Willie McClain's family moved into the High Point public housing development in West Seattle, a bulge of land that juts into Puget Sound south of downtown Seattle. High Point had been built during World War II for defense industry workers. In 1960, as Willie remembers it, the vast majority of High Point's residents were black. The kids had a fairly idyllic life as long as they stayed within the projects—they played tetherball, basketball, and capture the flag on the playfield, rode their bikes down a steep dirt hill, and hunted for frogs in the wetlands. If they ventured from the development, though, it was different. McClain remembers walking down the street with his friends and white people yelling at them, “Go back to the projects!” and “You're in the wrong part of town!” When the kids tried to walk to a big public park nearby, the police stopped them and told them to go back to High Point. “In Gulfport, you were liable to get hit, shot, killed, and disappeared,” McClain says. “Here, I guess you could say it was open and blatant, but not life-threatening. It was more of a threat: ‘You better get yourself back up there before we do something to you.' ”

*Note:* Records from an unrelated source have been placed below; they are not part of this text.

//! Screen partitioning and the fixed layout of the line-characteristics panel.

use crate::util::{Rect, rect};

use super::color::PALETTE;

/// Upper bound on the menu strip height in pixels.
pub const MAX_MENU_HEIGHT: i32 = 20;

/// Widest stroke selectable from the panel.
pub const MAX_LINE_WIDTH: u32 = 8;

/// Width/height of the whole screen and the height of the menu strip on top.
#[derive(Debug, Clone, Copy, PartialEq, Eq)]
pub struct ScreenGeometry {
    pub width: i32,
    pub height: i32,
    pub menu_height: i32,
}

impl ScreenGeometry {
    /// Derives the geometry for a screen. Returns `None` when the screen is too
    /// small to hold a menu strip above a non-empty canvas.
    pub fn new(width: i32, height: i32) -> Option<Self> {
        let menu_height = (height / 10).min(MAX_MENU_HEIGHT);
        if width <= menu_height || menu_height <= 0 || menu_height >= height {
            return None;
        }
        Some(Self {
            width,
            height,
            menu_height,
        })
    }

    /// Height of the drawable area below the menu.
    pub fn canvas_height(&self) -> i32 {
        self.height - self.menu_height
    }

    /// The drawable area in screen coordinates.
    pub fn canvas_rect(&self) -> Rect {
        rect(0, self.menu_height, self.width, self.canvas_height())
    }

    /// The menu strip in screen coordinates.
    pub fn menu_rect(&self) -> Rect {
        rect(0, 0, self.width, self.menu_height)
    }

    /// Whether a screen row belongs to the canvas. Row `menu_height` itself is
    /// still part of the strip for hit-testing purposes.
    pub fn in_canvas(&self, y: i32) -> bool {
        y > self.menu_height
    }

    /// The whole screen.
    pub fn screen_rect(&self) -> Rect {
        rect(0, 0, self.width, self.height)
    }
}

/// Rectangles of the modal line-characteristics panel.
///
/// Colors sit in a two-column grid on the left, stroke widths in a column on
/// the right and the OK button under the color grid.
#[derive(Debug, Clone, PartialEq, Eq)]
pub struct PaletteGeometry {
    pub panel: Rect,
    pub ok: Rect,
    pub colors: [Rect; PALETTE.len()],
    pub widths: [Rect; MAX_LINE_WIDTH as usize],
    pub samples: [Rect; MAX_LINE_WIDTH as usize],
    square: i32,
}

impl PaletteGeometry {
    pub fn new(screen: &ScreenGeometry) -> Self {
        let square = screen.width / 24;
        let x_off = 2 * square;
        let y_off = (2 * square).max(screen.menu_height + 20);
        let rows = (PALETTE.len() as i32 + 1) / 2;
        let row_step = MAX_LINE_WIDTH as i32 + 18;
        // Tall enough for both the color column (plus OK) and every width row.
        let color_column = rows * square + (square as f32 * 1.2) as i32;
        let width_column = square / 4 + 2 + MAX_LINE_WIDTH as i32 * row_step;
        let panel_height = color_column.max(width_column);

        let colors = std::array::from_fn(|i| {
            let i = i as i32;
            rect(
                x_off + (i % 2) * square + 3,
                y_off + (i / 2) * square + 3,
                square - 6,
                square - 6,
            )
        });
        let widths = std::array::from_fn(|i| {
            rect(
                x_off + 2 * square + 4,
                y_off + square / 4 + row_step * i as i32 + 2,
                2 * square - 6,
                row_step,
            )
        });
        let samples = std::array::from_fn(|i| {
            let i = i as i32;
            rect(
                x_off + 2 * square + 6,
                y_off + square / 4 + row_step * i + row_step / 2 - (i + 1) / 2,
                2 * square - 10,
                i + 1,
            )
        });

        Self {
            panel: rect(x_off, y_off, 4 * square, panel_height),
            ok: rect(
                x_off + 2,
                y_off + (PALETTE.len() as i32 / 2) * square + 4,
                2 * square - 4,
                square,
            ),
            colors,
            widths,
            samples,
            square,
        }
    }

    /// Side of one color cell.
    pub fn square(&self) -> i32 {
        self.square
    }

    /// Outline drawn around the selected color.
    pub fn color_marker(&self, index: usize) -> Rect {
        let i = index as i32;
        rect(
            self.panel.x + (i % 2) * self.square,
            self.panel.y + (i / 2) * self.square,
            self.square,
            self.square,
        )
    }

    /// Outline drawn around the selected width (1-based).
    pub fn width_marker(&self, width: u32) -> Rect {
        let row = width.saturating_sub(1) as i32;
        let step = MAX_LINE_WIDTH as i32 + 18;
        rect(
            self.panel.x + 2 * self.square + 4,
            self.panel.y + self.square / 4 + step * row + 2,
            2 * self.square - 6,
            step,
        )
    }

    /// Index of the color cell under (`x`, `y`).
    pub fn color_at(&self, x: i32, y: i32) -> Option<usize> {
        self.colors.iter().position(|r| r.contains(x, y))
    }

    /// Stroke width (1-based) whose row is under (`x`, `y`).
    pub fn width_at(&self, x: i32, y: i32) -> Option<u32> {
        self.widths
            .iter()
            .position(|r| r.contains(x, y))
            .map(|i| i as u32 + 1)
    }
}

#[cfg(test)]
mod tests {
    use super::*;

    #[test]
    fn menu_height_is_capped() {
        let g = ScreenGeometry::new(1024, 576).unwrap();
        assert_eq!(g.menu_height, 20);
        let small = ScreenGeometry::new(320, 150).unwrap();
        assert_eq!(small.menu_height, 15);
        assert_eq!(small.canvas_height(), 135);
    }

    #[test]
    fn degenerate_screens_are_rejected() {
        assert!(ScreenGeometry::new(100, 5).is_none());
        assert!(ScreenGeometry::new(10, 200).is_none());
    }

    #[test]
    fn palette_layout_for_default_resolution() {
        let screen = ScreenGeometry::new(1024, 576).unwrap();
        let p = PaletteGeometry::new(&screen);
        assert_eq!(p.square(), 42);
        assert_eq!(p.panel, Rect::new(84, 84, 168, 220).unwrap());
        assert_eq!(p.colors[0], Rect::new(87, 87, 36, 36).unwrap());
        assert_eq!(p.colors[3], Rect::new(129, 129, 36, 36).unwrap());
        assert_eq!(p.ok, Rect::new(86, 256, 80, 42).unwrap());
        assert_eq!(p.widths[0], Rect::new(172, 96, 78, 26).unwrap());
        assert_eq!(p.samples[1].height, 2);
    }

    #[test]
    fn hit_lookup_uses_cell_rectangles() {
        let screen = ScreenGeometry::new(1024, 576).unwrap();
        let p = PaletteGeometry::new(&screen);
        assert_eq!(p.color_at(90, 90), Some(0));
        assert_eq!(p.color_at(130, 90), Some(1));
        // Gap between cells.
        assert_eq!(p.color_at(124, 90), None);
        assert_eq!(p.width_at(200, 97), Some(1));
        assert_eq!(p.width_at(200, 122), Some(2));
        assert_eq!(p.width_marker(2), p.widths[1]);
    }

    #[test]
    fn width_rows_stay_inside_panel_on_small_screens() {
        for (width, height) in [(1024, 576), (800, 600), (640, 480)] {
            let p = PaletteGeometry::new(&ScreenGeometry::new(width, height).unwrap());
            for row in p.widths.iter().chain(p.colors.iter()).chain([&p.ok]) {
                assert_eq!(row.intersect(&p.panel), Some(*row), "{width}x{height}");
            }
            assert!(p.panel.bottom() <= height);
        }
    }
}
use std::path::Path;
use std::process::Command;

fn main() {
    let hash = git(&["rev-parse", "--short", "HEAD"]).unwrap_or_else(|| "unknown".into());
    println!("cargo:rustc-env=VBLACKBOARD_GIT_HASH={hash}");

    if let Some(git_dir) = git(&["rev-parse", "--git-dir"]) {
        for name in ["HEAD", "refs", "packed-refs"] {
            let path = Path::new(&git_dir).join(name);
            if path.exists()
                && let Some(display) = path.to_str()
            {
                println!("cargo:rerun-if-changed={display}");
            }
        }
    }
}

/// Output of a git command, trimmed; `None` when git is missing or fails.
fn git(args: &[&str]) -> Option<String> {
    let output = Command::new("git").args(args).output().ok()?;
    if !output.status.success() {
        return None;
    }
    let text = String::from_utf8_lossy(&output.stdout).trim().to_string();
    (!text.is_empty()).then_some(text)
}
// Exposes the shared-memory instance frames are copied into.
use smithay_client_toolkit::shm::{Shm, ShmHandler};

use super::super::state::WaylandState;

impl ShmHandler for WaylandState {
    fn shm_state(&mut self) -> &mut Shm {
        &mut self.shm
    }
}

In November 1961, Martin Luther King Jr., then only thirty-two years old, made his only visit to Seattle. Thousands of people came out to the University of Washington, a downtown auditorium, and Garfield High School in the Central Area, where he gave speeches calling for an end to segregation. Carrying on the intellectual tradition established by Du Bois, King pressed for the full legal, economic, and social integration of blacks into American society. In New York, Malcolm X represented another prong of the movement. He led the Nation of Islam's Mosque No. 7 in Harlem and used his position to deliver blistering indictments of white treatment of blacks in America. Picking up on the strand of black intellectual thought that flowed from Booker T. Washington through Marcus Garvey, who led a Harlem-based movement in the 1910s that called for blacks to repatriate to Africa, Malcolm X advocated the establishment of a separate homeland in the South for African Americans. In probably his most famous quote, he insisted that blacks should achieve freedom “by any means necessary.” At the same time, King and Malcolm X, though very different in philosophy, worked somewhat in tandem. “If the white people realize what the alternative is,” Malcolm said, “perhaps they will be more willing to hear Dr. King.”